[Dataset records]
========
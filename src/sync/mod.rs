//!
//! Conservative synchronization for multi-process simulations.
//!
//! Each participating process owns one sequential [`Runtime`] and advances
//! it only as far as causal safety allows: no process ever executes a local
//! event at time `T` while a message that could still arrive from a neighbor
//! carries a timestamp below `T`. Two protocols are provided:
//!
//! - [`WindowSimulator`]: barrier-synchronized granted-time windows. All
//!   processes repeatedly agree on the global minimum pending timestamp and
//!   execute strictly below `min + lookahead`.
//! - [`NullMessageSimulator`]: a Chandy–Misra–Bryant variant. Each link
//!   carries a lookahead; null messages propagate per-link safe-advance
//!   bounds, so loosely coupled processes proceed without global barriers.
//!
//! Processes exchange only timestamped messages via a [`Transport`]; there
//! is no shared memory and no cross-process cancellation. The concrete
//! transport is an external collaborator; [`mem`] ships an in-memory
//! reference implementation for tests and examples.
//!
//! Run limits and [`stop`](crate::core::Simulator::stop) remain
//! process-local. In a distributed run every rank must apply an equivalent
//! time limit; a rank that pauses or stops on its own leaves its peers
//! waiting at their next synchronization point.
//!

use crate::core::Runtime;
use crate::time::SimTime;

mod null_message;
mod window;

pub mod mem;

pub use null_message::NullMessageSimulator;
pub use window::WindowSimulator;

use crate::error::Error;

///
/// A cross-process message staged by an executing event via
/// [`Runtime::send_remote`].
///
#[derive(Debug, Clone, PartialEq, Eq)]
pub struct RemoteMessage {
    /// Rank of the destination process.
    pub dest: u32,
    /// Absolute timestamp the payload applies at.
    pub time: SimTime,
    /// Opaque model payload.
    pub bytes: Vec<u8>,
}

///
/// The wire unit of the synchronization layer.
///
#[derive(Debug, Clone, PartialEq, Eq)]
pub struct Envelope {
    /// For data: the timestamp the payload applies at. For null messages:
    /// the safe-advance bound; the sender guarantees that no future message
    /// on this link will carry an earlier timestamp.
    pub time: SimTime,
    /// Payload discriminator.
    pub kind: EnvelopeKind,
}

/// Payload discriminator of an [`Envelope`].
#[derive(Debug, Clone, PartialEq, Eq)]
pub enum EnvelopeKind {
    /// A causally relevant model message.
    Data(Vec<u8>),
    /// A synchronization-only null message.
    Null,
}

///
/// The per-round advertisement of the window protocol.
///
#[derive(Debug, Clone, Copy, PartialEq, Eq)]
pub struct SyncSummary {
    /// Timestamp of the advertising process's next pending event, or
    /// [`SimTime::MAX`] if it has none.
    pub next_event: SimTime,
    /// Data messages sent so far.
    pub sent: u64,
    /// Data messages received so far.
    pub received: u64,
}

///
/// An inter-process message channel plus the consensus primitive of the
/// window protocol.
///
/// Implementations must deliver messages per-link in FIFO order; the
/// null-message protocol derives safe-advance bounds from that property.
///
pub trait Transport {
    /// The rank of the local process, in `0..size`.
    fn rank(&self) -> u32;

    /// The number of participating processes.
    fn size(&self) -> u32;

    /// Sends an envelope to the given rank.
    ///
    /// # Errors
    ///
    /// Fails on transport faults; sending to a peer that has already
    /// finished is not a fault.
    fn send(&mut self, dest: u32, envelope: Envelope) -> Result<(), Error>;

    /// Receives a pending `(source, envelope)` pair without blocking.
    ///
    /// # Errors
    ///
    /// Fails on transport faults.
    fn try_recv(&mut self) -> Result<Option<(u32, Envelope)>, Error>;

    /// Blocks until an envelope arrives.
    ///
    /// # Errors
    ///
    /// Fails on transport faults, including all peers disconnecting while
    /// messages are still expected.
    fn recv(&mut self) -> Result<(u32, Envelope), Error>;

    /// Blocks until every process has entered the barrier. Messages sent
    /// before a barrier are receivable after it.
    ///
    /// # Errors
    ///
    /// Fails on transport faults.
    fn barrier(&mut self) -> Result<(), Error>;

    /// All-gathers one [`SyncSummary`] per process, indexed by rank.
    /// Implies a barrier.
    ///
    /// # Errors
    ///
    /// Fails on transport faults.
    fn exchange(&mut self, local: SyncSummary) -> Result<Vec<SyncSummary>, Error>;
}

///
/// The callback delivering incoming cross-process traffic into the local
/// engine. Receives the engine, the source rank, the carried timestamp and
/// the opaque payload, and is expected to schedule whatever local events the
/// payload implies (via [`Runtime::schedule_absolute`]).
///
pub type Receiver = Box<dyn FnMut(&mut Runtime, u32, SimTime, Vec<u8>)>;

/// `time + lookahead`, saturating at the far end of the time range.
fn bounded_add(time: SimTime, lookahead: SimTime) -> SimTime {
    time.checked_add(lookahead).unwrap_or(SimTime::MAX)
}
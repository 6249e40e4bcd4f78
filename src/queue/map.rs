use super::EventQueue;
use crate::event::{EventId, EventNode};
use crate::time::SimTime;
use std::collections::BTreeMap;

///
/// The default queue: a balanced ordered map keyed by `(time, id)`.
///
/// Logarithmic on every operation with a predictable worst case, which makes
/// it the safe choice when nothing is known about the event pattern.
///
pub(crate) struct MapQueue {
    map: BTreeMap<(SimTime, EventId), EventNode>,
}

impl MapQueue {
    pub(crate) fn new() -> Self {
        Self {
            map: BTreeMap::new(),
        }
    }
}

impl EventQueue for MapQueue {
    fn insert(&mut self, node: EventNode) {
        self.map.insert(node.key(), node);
    }

    fn peek(&mut self) -> Option<&EventNode> {
        self.map.values().next()
    }

    fn pop(&mut self) -> Option<EventNode> {
        let key = *self.map.keys().next()?;
        self.map.remove(&key)
    }

    fn remove(&mut self, time: SimTime, id: EventId) -> Option<EventNode> {
        self.map.remove(&(time, id))
    }

    fn len(&self) -> usize {
        self.map.len()
    }

    fn descriptor(&self) -> String {
        "Map".to_string()
    }
}
use super::EventQueue;
use crate::event::{EventId, EventNode};
use crate::time::SimTime;
use std::collections::VecDeque;

///
/// A list kept sorted by `(time, id)`.
///
/// Popping the minimum is constant, inserting is linear. Worth it when the
/// model keeps only a handful of distinct future timestamps alive at once.
///
pub(crate) struct ListQueue {
    list: VecDeque<EventNode>,
}

impl ListQueue {
    pub(crate) fn new() -> Self {
        Self {
            list: VecDeque::with_capacity(32),
        }
    }

    fn position(&self, key: (SimTime, EventId)) -> usize {
        self.list.partition_point(|node| node.key() < key)
    }
}

impl EventQueue for ListQueue {
    fn insert(&mut self, node: EventNode) {
        let at = self.position(node.key());
        self.list.insert(at, node);
    }

    fn peek(&mut self) -> Option<&EventNode> {
        self.list.front()
    }

    fn pop(&mut self) -> Option<EventNode> {
        self.list.pop_front()
    }

    fn remove(&mut self, time: SimTime, id: EventId) -> Option<EventNode> {
        let at = self.position((time, id));
        if self.list.get(at).is_some_and(|node| node.id == id) {
            self.list.remove(at)
        } else {
            None
        }
    }

    fn len(&self) -> usize {
        self.list.len()
    }

    fn descriptor(&self) -> String {
        "List".to_string()
    }
}
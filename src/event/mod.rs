//!
//! Events: time-stamped, context-tagged, execute-once units of work.
//!

use crate::core::Runtime;
use crate::time::SimTime;
use std::cmp;
use std::fmt::{self, Debug, Display};

/// A process-unique, monotonically increasing event identifier.
///
/// Among events with equal timestamps the smaller id executes first, so the
/// id doubles as the FIFO tie-break of the schedule order.
pub type EventId = u64;

/// The context value of events that run on behalf of no particular entity.
pub const NO_CONTEXT: u32 = u32::MAX;

///
/// The type-erased deferred call an event carries.
///
/// Arguments are captured at schedule time; at execution time the closure
/// receives only the engine, so that it can schedule follow-up events.
///
pub type Payload = Box<dyn FnOnce(&mut Runtime)>;

///
/// An opaque reference to a scheduled event.
///
/// A handle never owns the event and stays valid past its execution:
/// [`cancel`](crate::core::Runtime::cancel) and
/// [`remove`](crate::core::Runtime::remove) on a handle whose event has
/// already run, been cancelled or been removed are no-ops.
///
#[derive(Debug, Clone, Copy, PartialEq, Eq, Hash)]
pub struct EventHandle {
    pub(crate) id: EventId,
    pub(crate) time: SimTime,
}

impl EventHandle {
    /// The identifier of the referenced event.
    #[must_use]
    pub fn id(&self) -> EventId {
        self.id
    }

    /// The timestamp the referenced event was scheduled for.
    #[must_use]
    pub fn time(&self) -> SimTime {
        self.time
    }
}

///
/// The observable header of a pending event, as exposed to adapters and
/// pre-dispatch hooks.
///
#[derive(Debug, Clone, Copy, PartialEq, Eq)]
pub struct EventInfo {
    /// The deadline timestamp of the event.
    pub time: SimTime,
    /// The unique identifier of the event.
    pub id: EventId,
    /// The entity on whose behalf the event will run.
    pub context: u32,
}

///
/// A queue node carrying one scheduled event.
///
/// Identity is the id alone; ordering is the full `(time, id)` schedule key,
/// ascending. Queue implementations that need a max-heap wrap nodes in
/// [`cmp::Reverse`].
///
pub(crate) struct EventNode {
    pub(crate) time: SimTime,
    pub(crate) id: EventId,
    pub(crate) context: u32,
    pub(crate) payload: Payload,
}

impl EventNode {
    pub(crate) fn key(&self) -> (SimTime, EventId) {
        (self.time, self.id)
    }

    pub(crate) fn info(&self) -> EventInfo {
        EventInfo {
            time: self.time,
            id: self.id,
            context: self.context,
        }
    }
}

impl cmp::PartialEq for EventNode {
    fn eq(&self, other: &Self) -> bool {
        self.id == other.id
    }
}

impl cmp::Eq for EventNode {}

impl cmp::PartialOrd for EventNode {
    fn partial_cmp(&self, other: &Self) -> Option<cmp::Ordering> {
        Some(self.cmp(other))
    }
}

impl cmp::Ord for EventNode {
    fn cmp(&self, other: &Self) -> cmp::Ordering {
        self.key().cmp(&other.key())
    }
}

impl Debug for EventNode {
    fn fmt(&self, f: &mut fmt::Formatter<'_>) -> fmt::Result {
        write!(
            f,
            "EventNode {{ id: {} time: {} context: {} }}",
            self.id, self.time, self.context
        )
    }
}

impl Display for EventNode {
    fn fmt(&self, f: &mut fmt::Formatter<'_>) -> fmt::Result {
        Debug::fmt(self, f)
    }
}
========
### [HOW TO COMPLETE THIS TASK]
A single number is expected: how many lines in the records contain the string "behalf".

### [EXERCISE ANSWER]
2